Hello, I have created a patch located here: http://reviews.llvm.org/D4061

Please review at your convenience.

Summary:
This patch prevents Clang from calling link.exe that happens to be in the PATH environment variable in favor of the one where MSVC is installed. Clang would commonly call upon "C:\gnuwin32\bin\link.exe"; which is a tool for creating "links" between files on a filesystem, which is probably not the expected behavior.

This patch also adds support for calling on 64-bit MSVC tools when the host process is 64-bit.

This patch also extends the support for implicitly finding MSVC 11.0 includes in the same way it does for MSVC 9.0 and 10.0. It also corrects the path for 64-bit machines.

rnk added a subscriber: rnk.Jun 9 2014, 11:06 AM

IMO we have to trust PATH before we start looking in hardcoded places. The expectation is that the user will be running clang from a vcvars.bat shell, which is one that has INCLUDE, LIB, and PATH all set to point to the version of VS they wanted, which could be one of the many CTPs that we don't have listed here.

This is a real use case, it's how I test Clang with different versions of VS. :)

rnk added a comment.Jun 9 2014, 11:07 AM

We can definitely apply the rest of the changes, though.

rnk added a comment.Jun 9 2014, 11:08 AM

Other idea: do a PATH search to find the next cl.exe, and use the link.exe in that directory. Usually they are co-located.

In D4061#4, @rnk wrote:

IMO we have to trust PATH before we start looking in hardcoded places.

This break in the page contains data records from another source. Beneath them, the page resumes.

// handler/users.rs
use std::sync::Arc;

use axum::{
    extract::{Path, Query},
    middleware,
    response::IntoResponse,
    routing::{delete, get, put},
    Extension, Json, Router,
};
use uuid::Uuid;
use validator::Validate;

use crate::{
    db::userdb::UserExt,
    dtos::userdtos::{
        FilterUserDto, Response, UpdateAccountDto, UserData, UserListQueryDto,
        UserListResponseDto, UserPasswordUpdateDto, UserResponseDto, UserStatusUpdateDto,
    },
    error::{ErrorMessage, HttpError},
    middleware::{role_check, JWTAuthMiddeware},
    models::usermodel::UserRole,
    utils::password,
    AppState,
};

pub fn users_handler() -> Router {
    Router::new()
        .route("/me", get(get_me))
        .route("/account", put(update_account))
        .route("/password", put(update_password))
        .route(
            "/",
            get(get_users).layer(middleware::from_fn(|state, req, next| {
                role_check(state, req, next, vec![UserRole::Admin])
            })),
        )
        .route(
            "/:user_id/status",
            put(update_user_status).layer(middleware::from_fn(|state, req, next| {
                role_check(state, req, next, vec![UserRole::Admin])
            })),
        )
        .route(
            "/:user_id",
            delete(delete_user).layer(middleware::from_fn(|state, req, next| {
                role_check(state, req, next, vec![UserRole::Admin])
            })),
        )
}

pub async fn get_me(
    Extension(_app_state): Extension<Arc<AppState>>,
    Extension(user): Extension<JWTAuthMiddeware>,
) -> Result<impl IntoResponse, HttpError> {
    let filtered_user = FilterUserDto::filter_user(&user.user);

    let response_data = UserResponseDto {
        status: "success".to_string(),
        data: UserData {
            user: filtered_user,
        },
    };

    Ok(Json(response_data))
}

pub async fn get_users(
    Query(query_params): Query<UserListQueryDto>,
    Extension(app_state): Extension<Arc<AppState>>,
) -> Result<impl IntoResponse, HttpError> {
    query_params
        .validate()
        .map_err(|e| HttpError::bad_request(e.to_string()))?;

    let page = query_params.page.unwrap_or(1);
    let limit = query_params.limit.unwrap_or(10);

    let users = app_state
        .db_client
        .get_users(
            query_params.role,
            query_params.status,
            query_params.search.as_deref(),
            page as u32,
            limit,
        )
        .await
        .map_err(|e| HttpError::server_error(e.to_string()))?;

    let user_count = app_state
        .db_client
        .get_user_count(
            query_params.role,
            query_params.status,
            query_params.search.as_deref(),
        )
        .await
        .map_err(|e| HttpError::server_error(e.to_string()))?;

    let response = UserListResponseDto {
        status: "success".to_string(),
        users: FilterUserDto::filter_users(&users),
        results: user_count,
    };

    Ok(Json(response))
}

pub async fn update_account(
    Extension(app_state): Extension<Arc<AppState>>,
    Extension(user): Extension<JWTAuthMiddeware>,
    Json(body): Json<UpdateAccountDto>,
) -> Result<impl IntoResponse, HttpError> {
    body.validate()
        .map_err(|e| HttpError::bad_request(e.to_string()))?;

    let result = app_state
        .db_client
        .update_user_account(user.user.id, &body.first_name, &body.last_name, &body.phone)
        .await
        .map_err(|e| HttpError::server_error(e.to_string()))?;

    let filtered_user = FilterUserDto::filter_user(&result);

    Ok(Json(UserResponseDto {
        status: "success".to_string(),
        data: UserData {
            user: filtered_user,
        },
    }))
}

pub async fn update_password(
    Extension(app_state): Extension<Arc<AppState>>,
    Extension(user): Extension<JWTAuthMiddeware>,
    Json(body): Json<UserPasswordUpdateDto>,
) -> Result<impl IntoResponse, HttpError> {
    body.validate()
        .map_err(|e| HttpError::bad_request(e.to_string()))?;

    let password_matched = password::compare(&body.old_password, &user.user.password)
        .map_err(|_| HttpError::bad_request(ErrorMessage::WrongCredentials.to_string()))?;

    if !password_matched {
        return Err(HttpError::bad_request(
            "Current password is incorrect".to_string(),
        ));
    }

    let hashed_password =
        password::hash(&body.new_password).map_err(|e| HttpError::server_error(e.to_string()))?;

    app_state
        .db_client
        .update_user_password(user.user.id, hashed_password)
        .await
        .map_err(|e| HttpError::server_error(e.to_string()))?;

    Ok(Json(Response {
        status: "success",
        message: "Password has been updated.".to_string(),
    }))
}

pub async fn update_user_status(
    Extension(app_state): Extension<Arc<AppState>>,
    Extension(admin): Extension<JWTAuthMiddeware>,
    Path(user_id): Path<Uuid>,
    Json(body): Json<UserStatusUpdateDto>,
) -> Result<impl IntoResponse, HttpError> {
    if user_id == admin.user.id {
        return Err(HttpError::bad_request(
            "Cannot modify your own account".to_string(),
        ));
    }

    let target = app_state
        .db_client
        .get_user(Some(user_id), None)
        .await
        .map_err(|e| HttpError::server_error(e.to_string()))?;

    if target.is_none() {
        return Err(HttpError::not_found("User not found".to_string()));
    }

    let updated = app_state
        .db_client
        .update_user_status(user_id, body.status)
        .await
        .map_err(|e| HttpError::server_error(e.to_string()))?;

    tracing::info!(
        "user {} status set to {} by admin {}",
        updated.id,
        updated.status.to_str(),
        admin.user.id
    );

    Ok(Json(Response {
        status: "success",
        message: format!("User {} successfully.", match updated.status.to_str() {
            "active" => "activated",
            "suspended" => "suspended",
            other => other,
        }),
    }))
}

pub async fn delete_user(
    Extension(app_state): Extension<Arc<AppState>>,
    Extension(admin): Extension<JWTAuthMiddeware>,
    Path(user_id): Path<Uuid>,
) -> Result<impl IntoResponse, HttpError> {
    if user_id == admin.user.id {
        return Err(HttpError::bad_request(
            "Cannot modify your own account".to_string(),
        ));
    }

    let deleted = app_state
        .db_client
        .delete_user(user_id)
        .await
        .map_err(|e| HttpError::server_error(e.to_string()))?;

    if deleted == 0 {
        return Err(HttpError::not_found("User not found".to_string()));
    }

    Ok(Json(Response {
        status: "success",
        message: "User deleted successfully.".to_string(),
    }))
}
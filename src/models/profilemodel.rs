// models/profilemodel.rs
use chrono::{DateTime, Utc};
use serde::{Deserialize, Serialize};
use sqlx::types::BigDecimal;
use uuid::Uuid;

#[derive(Debug, Serialize, Deserialize, Clone, Copy, sqlx::Type, PartialEq)]
#[sqlx(type_name = "profile_verification_status", rename_all = "snake_case")]
#[serde(rename_all = "snake_case")]
pub enum ProfileVerificationStatus {
    Pending,
    Verified,
    Rejected,
}

impl ProfileVerificationStatus {
    pub fn to_str(&self) -> &str {
        match self {
            ProfileVerificationStatus::Pending => "pending",
            ProfileVerificationStatus::Verified => "verified",
            ProfileVerificationStatus::Rejected => "rejected",
        }
    }
}

#[derive(Debug, Serialize, Deserialize, Clone, Copy, sqlx::Type, PartialEq)]
#[sqlx(type_name = "availability_status", rename_all = "snake_case")]
#[serde(rename_all = "snake_case")]
pub enum AvailabilityStatus {
    Available,
    Busy,
    Unavailable,
}

impl AvailabilityStatus {
    pub fn to_str(&self) -> &str {
        match self {
            AvailabilityStatus::Available => "available",
            AvailabilityStatus::Busy => "busy",
            AvailabilityStatus::Unavailable => "unavailable",
        }
    }
}

#[derive(Debug, Serialize, Deserialize, sqlx::FromRow, Clone)]
pub struct ArtisanProfile {
    pub id: Uuid,
    pub user_id: Uuid,
    pub bio: Option<String>,
    pub location: Option<String>,
    pub state: Option<String>,
    pub years_of_experience: i32,
    pub hourly_rate: Option<BigDecimal>,
    pub skills: Option<String>,
    pub availability_status: AvailabilityStatus,
    pub verification_status: ProfileVerificationStatus,
    pub rating: f32,
    pub total_reviews: i32,
    pub created_at: DateTime<Utc>,
    pub updated_at: DateTime<Utc>,
}

impl ArtisanProfile {
    /// Skills are stored denormalized as a comma-separated list.
    pub fn skill_list(&self) -> Vec<String> {
        self.skills
            .as_deref()
            .unwrap_or_default()
            .split(',')
            .map(|s| s.trim().to_string())
            .filter(|s| !s.is_empty())
            .collect()
    }
}

#[derive(Debug, Serialize, Deserialize, sqlx::FromRow, Clone)]
pub struct EmployerProfile {
    pub id: Uuid,
    pub user_id: Uuid,
    pub company_name: Option<String>,
    pub company_type: Option<String>,
    pub company_phone: Option<String>,
    pub company_website: Option<String>,
    pub company_address: Option<String>,
    pub company_description: Option<String>,
    pub verification_status: ProfileVerificationStatus,
    pub rating: f32,
    pub total_reviews: i32,
    pub created_at: DateTime<Utc>,
    pub updated_at: DateTime<Utc>,
}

The expectation is that the user will be running clang from a vcvars.bat shell, which is one that has INCLUDE, LIB, and PATH all set to point to the version of VS they wanted, which could be one of the many CTPs that we don't have listed here.

This is a real use case, it's how I test Clang with different versions of VS. :)

I agree with you. Something like vcvars.bat is also essential to running cl.exe correctly. Does Clang like to behave more like cl.exe when the host is Windows and using the Windows toolchain? Or would it prefer to emulate GCC or other similar compiler and make some assumptions regarding paths? Is there a need for consistency?

rnk added a comment.Jun 9 2014, 12:02 PM

Yes, Clang will try to behave like MSVC, unless you are using the MinGW triple, in which case we try to behave like GCC.